**Data to examine**
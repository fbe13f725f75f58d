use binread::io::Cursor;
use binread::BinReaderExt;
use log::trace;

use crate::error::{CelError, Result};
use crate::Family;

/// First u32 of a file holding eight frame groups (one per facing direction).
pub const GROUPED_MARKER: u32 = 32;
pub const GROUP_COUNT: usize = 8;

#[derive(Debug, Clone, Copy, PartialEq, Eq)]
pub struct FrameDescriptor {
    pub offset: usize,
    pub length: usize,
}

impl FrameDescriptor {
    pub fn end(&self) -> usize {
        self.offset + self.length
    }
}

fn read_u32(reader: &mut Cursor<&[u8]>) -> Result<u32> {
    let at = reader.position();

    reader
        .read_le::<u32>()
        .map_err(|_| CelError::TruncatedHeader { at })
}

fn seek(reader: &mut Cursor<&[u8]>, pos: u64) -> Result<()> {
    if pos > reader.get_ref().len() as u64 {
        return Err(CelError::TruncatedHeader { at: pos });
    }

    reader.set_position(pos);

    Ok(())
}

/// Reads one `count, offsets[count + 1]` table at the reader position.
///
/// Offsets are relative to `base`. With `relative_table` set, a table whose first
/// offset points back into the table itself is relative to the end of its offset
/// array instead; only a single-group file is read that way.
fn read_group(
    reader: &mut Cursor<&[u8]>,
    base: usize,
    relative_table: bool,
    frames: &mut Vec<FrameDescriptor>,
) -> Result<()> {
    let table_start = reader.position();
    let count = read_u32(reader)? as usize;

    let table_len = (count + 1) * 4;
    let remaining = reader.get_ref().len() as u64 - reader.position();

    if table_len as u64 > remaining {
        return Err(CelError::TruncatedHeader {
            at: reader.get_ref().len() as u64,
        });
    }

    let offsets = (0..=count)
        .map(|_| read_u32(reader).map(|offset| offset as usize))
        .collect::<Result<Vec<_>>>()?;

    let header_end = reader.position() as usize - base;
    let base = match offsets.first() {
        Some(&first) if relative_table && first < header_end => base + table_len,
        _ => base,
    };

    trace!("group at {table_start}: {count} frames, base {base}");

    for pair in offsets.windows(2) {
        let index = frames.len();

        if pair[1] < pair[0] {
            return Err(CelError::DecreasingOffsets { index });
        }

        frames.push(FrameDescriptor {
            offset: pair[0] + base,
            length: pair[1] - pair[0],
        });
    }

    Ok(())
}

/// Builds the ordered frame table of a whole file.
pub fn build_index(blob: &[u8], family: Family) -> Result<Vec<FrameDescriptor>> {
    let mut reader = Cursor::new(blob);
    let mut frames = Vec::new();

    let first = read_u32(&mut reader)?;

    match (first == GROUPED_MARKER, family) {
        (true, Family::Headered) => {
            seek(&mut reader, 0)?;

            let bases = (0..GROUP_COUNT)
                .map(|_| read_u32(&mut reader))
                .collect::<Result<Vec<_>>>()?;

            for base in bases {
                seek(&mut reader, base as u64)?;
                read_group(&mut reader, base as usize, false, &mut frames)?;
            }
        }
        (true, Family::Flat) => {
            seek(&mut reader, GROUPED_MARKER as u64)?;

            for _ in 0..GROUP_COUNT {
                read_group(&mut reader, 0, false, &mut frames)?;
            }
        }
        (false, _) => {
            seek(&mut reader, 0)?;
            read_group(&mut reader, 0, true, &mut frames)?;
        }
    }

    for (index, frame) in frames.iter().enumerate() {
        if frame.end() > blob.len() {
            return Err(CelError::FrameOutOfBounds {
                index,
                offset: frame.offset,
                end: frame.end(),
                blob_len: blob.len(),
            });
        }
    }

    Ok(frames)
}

**Exercise prompt**
Quote the data above in full, changing nothing.

**Result of the exercise**
repository fbe13f725f75f58d
use binread::io::Cursor;
use binread::BinReaderExt;
use log::trace;

use crate::error::{CelError, Result};
use crate::Family;

/// First u32 of a file holding eight frame groups (one per facing direction).
pub const GROUPED_MARKER: u32 = 32;
pub const GROUP_COUNT: usize = 8;

#[derive(Debug, Clone, Copy, PartialEq, Eq)]
pub struct FrameDescriptor {
    pub offset: usize,
    pub length: usize,
}

impl FrameDescriptor {
    pub fn end(&self) -> usize {
        self.offset + self.length
    }
}

fn read_u32(reader: &mut Cursor<&[u8]>) -> Result<u32> {
    let at = reader.position();

    reader
        .read_le::<u32>()
        .map_err(|_| CelError::TruncatedHeader { at })
}

fn seek(reader: &mut Cursor<&[u8]>, pos: u64) -> Result<()> {
    if pos > reader.get_ref().len() as u64 {
        return Err(CelError::TruncatedHeader { at: pos });
    }

    reader.set_position(pos);

    Ok(())
}

/// Reads one `count, offsets[count + 1]` table at the reader position.
///
/// Offsets are relative to `base`. With `relative_table` set, a table whose first
/// offset points back into the table itself is relative to the end of its offset
/// array instead; only a single-group file is read that way.
fn read_group(
    reader: &mut Cursor<&[u8]>,
    base: usize,
    relative_table: bool,
    frames: &mut Vec<FrameDescriptor>,
) -> Result<()> {
    let table_start = reader.position();
    let count = read_u32(reader)? as usize;

    let table_len = (count + 1) * 4;
    let remaining = reader.get_ref().len() as u64 - reader.position();

    if table_len as u64 > remaining {
        return Err(CelError::TruncatedHeader {
            at: reader.get_ref().len() as u64,
        });
    }

    let offsets = (0..=count)
        .map(|_| read_u32(reader).map(|offset| offset as usize))
        .collect::<Result<Vec<_>>>()?;

    let header_end = reader.position() as usize - base;
    let base = match offsets.first() {
        Some(&first) if relative_table && first < header_end => base + table_len,
        _ => base,
    };

    trace!("group at {table_start}: {count} frames, base {base}");

    for pair in offsets.windows(2) {
        let index = frames.len();

        if pair[1] < pair[0] {
            return Err(CelError::DecreasingOffsets { index });
        }

        frames.push(FrameDescriptor {
            offset: pair[0] + base,
            length: pair[1] - pair[0],
        });
    }

    Ok(())
}

/// Builds the ordered frame table of a whole file.
pub fn build_index(blob: &[u8], family: Family) -> Result<Vec<FrameDescriptor>> {
    let mut reader = Cursor::new(blob);
    let mut frames = Vec::new();

    let first = read_u32(&mut reader)?;

    match (first == GROUPED_MARKER, family) {
        (true, Family::Headered) => {
            seek(&mut reader, 0)?;

            let bases = (0..GROUP_COUNT)
                .map(|_| read_u32(&mut reader))
                .collect::<Result<Vec<_>>>()?;

            for base in bases {
                seek(&mut reader, base as u64)?;
                read_group(&mut reader, base as usize, false, &mut frames)?;
            }
        }
        (true, Family::Flat) => {
            seek(&mut reader, GROUPED_MARKER as u64)?;

            for _ in 0..GROUP_COUNT {
                read_group(&mut reader, 0, false, &mut frames)?;
            }
        }
        (false, _) => {
            seek(&mut reader, 0)?;
            read_group(&mut reader, 0, true, &mut frames)?;
        }
    }

    for (index, frame) in frames.iter().enumerate() {
        if frame.end() > blob.len() {
            return Err(CelError::FrameOutOfBounds {
                index,
                offset: frame.offset,
                end: frame.end(),
                blob_len: blob.len(),
            });
        }
    }

    Ok(frames)
}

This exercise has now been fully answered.